Embora o aumento das despesas financeiras tenha sido disseminado em todos os setores, houve concentração principalmente nos setores de bens intermediários, construção civil e material de construção. O impacto pode ser observado no comportamento dos lucros retidos durante o período, que atingiu no agregado participação negativa em 2015. Este resultado deveu-se exclusivamente a perda contabilizada na Vale da ordem de R$ 40 bilhões. Excluindo-se este valor, as empresas acumularam R$ 4,1 bilhões de lucros retidos com queda nominal de 56,5% em relação a 2014
Destacam-se prejuízos acumulados para um grupo significativo de setores em 2015, principalmente entre os setores de bens intermediários e para a construção civil e material de construção, mas de forma extensa houve a redução contínua dos lucros retidos nos resultados anuais para todos os setores.
A retração dos lucros acumulados impactou a capacidade de investir do setor industrial, que apresentou queda dos investimentos para um conjunto de setores, em especial, novamente bens intermediários, construção civil e material de construção.
A exceção fica por conta dos setores de papel e celulose e siderurgia, entre os bens intermediários, que aumentaram seus investimentos, mas também sua exposição financeira, acumulando, em alguns casos importantes, prejuízos significativos no período.
Excluídas as empresas dos setores de papel e celulose e siderurgia e a Petrobras, a Vale e a JBS, 121 companhias industriais adquiriram ativos imobilizados da ordem de R$ 24,4 bilhões em 2013. De lá para cá, este montante diminuiu para R$ 21 bilhões em 2014 e para R$ 19,5 bilhões em 2015 com queda de 20,1% no período.
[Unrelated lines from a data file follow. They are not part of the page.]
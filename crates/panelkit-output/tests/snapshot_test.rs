//! Snapshot store round trips on disk.

use panelkit_output::{Dataset, ExportFormat, RunReport, SnapshotError, SnapshotStore};
use polars::prelude::*;
use rstest::rstest;
use tempfile::TempDir;

fn sample(n: i64) -> DataFrame {
    df! {
        "permno" => (0..n).collect::<Vec<i64>>(),
        "ret" => (0..n).map(|i| Some(i as f64 / 100.0)).collect::<Vec<_>>(),
        "ticker" => (0..n).map(|i| format!("T{}", i)).collect::<Vec<_>>(),
    }
    .unwrap()
}

#[rstest]
#[case(ExportFormat::Parquet)]
#[case(ExportFormat::Csv)]
#[case(ExportFormat::Json)]
fn test_write_then_read(#[case] format: ExportFormat) {
    let dir = TempDir::new().unwrap();
    let store = SnapshotStore::new(dir.path(), format);

    let path = store.write(Dataset::CrspMonthly, &mut sample(3)).unwrap();
    assert!(path.ends_with(format!("crsp_m.{}", format.extension())));
    assert!(store.exists(Dataset::CrspMonthly));

    let back = store.read(Dataset::CrspMonthly).unwrap();
    assert_eq!(back.height(), 3);
    assert_eq!(back.width(), 3);
}

fn link_rows() -> DataFrame {
    let day = |y, m, d| chrono::NaiveDate::from_ymd_opt(y, m, d).unwrap();
    df! {
        "gvkey" => ["001690", "012141"],
        "permno" => [14593i64, 10107],
        "linkdt" => [day(1980, 12, 12), day(1986, 3, 13)],
        "linkenddt" => [None::<chrono::NaiveDate>, None],
        "at" => [Some(351.0), None],
    }
    .unwrap()
}

#[rstest]
#[case(ExportFormat::Parquet)]
#[case(ExportFormat::Csv)]
#[case(ExportFormat::Json)]
fn test_read_keeps_column_types(#[case] format: ExportFormat) {
    let dir = TempDir::new().unwrap();
    let store = SnapshotStore::new(dir.path(), format);

    let original = link_rows();
    store.write(Dataset::CcmLink, &mut original.clone()).unwrap();
    let back = store.read(Dataset::CcmLink).unwrap();

    assert_eq!(back.schema(), original.schema());
    assert!(back.equals_missing(&original));

    let gvkey = back.column("gvkey").unwrap().str().unwrap();
    assert_eq!(gvkey.get(0), Some("001690"));
    assert_eq!(back.column("linkenddt").unwrap().null_count(), 2);
}

#[test]
fn test_text_snapshot_without_sidecar_is_inferred() {
    let dir = TempDir::new().unwrap();
    let store = SnapshotStore::new(dir.path(), ExportFormat::Csv);

    store.write(Dataset::CcmLink, &mut link_rows()).unwrap();
    std::fs::remove_file(store.schema_path(Dataset::CcmLink)).unwrap();

    let back = store.read(Dataset::CcmLink).unwrap();
    assert_eq!(back.height(), 2);
    assert_ne!(back.column("gvkey").unwrap().dtype(), &DataType::String);
}

#[test]
fn test_parquet_snapshot_has_no_sidecar() {
    let dir = TempDir::new().unwrap();
    let store = SnapshotStore::new(dir.path(), ExportFormat::Parquet);
    store.write(Dataset::CcmLink, &mut link_rows()).unwrap();
    assert!(!store.schema_path(Dataset::CcmLink).exists());
}

#[test]
fn test_write_overwrites_previous_snapshot() {
    let dir = TempDir::new().unwrap();
    let store = SnapshotStore::new(dir.path(), ExportFormat::Parquet);

    store.write(Dataset::CompustatAnnual, &mut sample(5)).unwrap();
    store.write(Dataset::CompustatAnnual, &mut sample(2)).unwrap();

    let back = store.read(Dataset::CompustatAnnual).unwrap();
    assert_eq!(back.height(), 2);

    // No temporary files left behind
    let leftovers: Vec<_> = std::fs::read_dir(dir.path())
        .unwrap()
        .filter_map(|e| e.ok())
        .filter(|e| e.path().to_string_lossy().ends_with(".tmp"))
        .collect();
    assert!(leftovers.is_empty());
}

#[test]
fn test_read_missing_snapshot() {
    let dir = TempDir::new().unwrap();
    let store = SnapshotStore::new(dir.path().join("nested"), ExportFormat::Parquet);
    assert!(matches!(
        store.read(Dataset::Fred),
        Err(SnapshotError::NotFound(_))
    ));
}

#[test]
fn test_store_creates_directory() {
    let dir = TempDir::new().unwrap();
    let store = SnapshotStore::new(dir.path().join("a").join("b"), ExportFormat::Csv);
    store.write(Dataset::FamaFrench, &mut sample(1)).unwrap();
    assert!(store.dir().join("FF_FACTORS.csv").is_file());
}

#[test]
fn test_report_written_to_disk() {
    let dir = TempDir::new().unwrap();
    let mut report = RunReport::new();
    report.record("pull", Dataset::CcmLink, 4, dir.path().join("ccm.parquet"));
    report.finish();

    let path = dir.path().join("reports").join("run.json");
    report.write(&path).unwrap();
    let text = std::fs::read_to_string(path).unwrap();
    assert!(text.contains("CcmLink"));
}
Dentre as categorias de uso, o pior desempenho foi em bens intermediários com queda de 44,6% entre 2013 e 2015 no agregado sem as empresas dos setores Siderúrgico e de Papel e celulose, a Petrobras e a Vale.
Os dados em conjunto sugerem que o agravamento da situação econômica no país inseriu algumas cadeias produtivas – em especial, bens intermediários, material de construção e construção civil – em um processo de fragilização financeira, em que as receitas operacionais correntes deixaram do cobrir as despesas financeiras.
No caso de não haver um fator de aumento da demanda agregada ou dos preços em alguns setores vinculados ao mercado exterior, o processo de fragilização financeira deverá aumentar devido ao acréscimo dos níveis de endividamento.
Introdução. A Carta IEDI Nº 738 “Sem lucro, Sem investimento” traçou um panorama do desempenho econômico-financeiro das grandes empresas de capital aberto no pós-crise global de 2008. O período cobriu a recuperação econômica de 2010 até a recessão de 2015. Constatou-se que a rentabilidade em todos os macrossetores sofreu expressiva e generalizada redução ao longo dos anos. No agregado das empresas industriais, excluída a Petrobras e a Vale, a margem líquida de lucro saiu de 8,3% para 0,5%, entre 2010 e 2015. No caso do setor de serviços, por sua vez, excluídas as empresas de energia elétrica, o recuo foi de 14,8% para 1,8% no mesmo período.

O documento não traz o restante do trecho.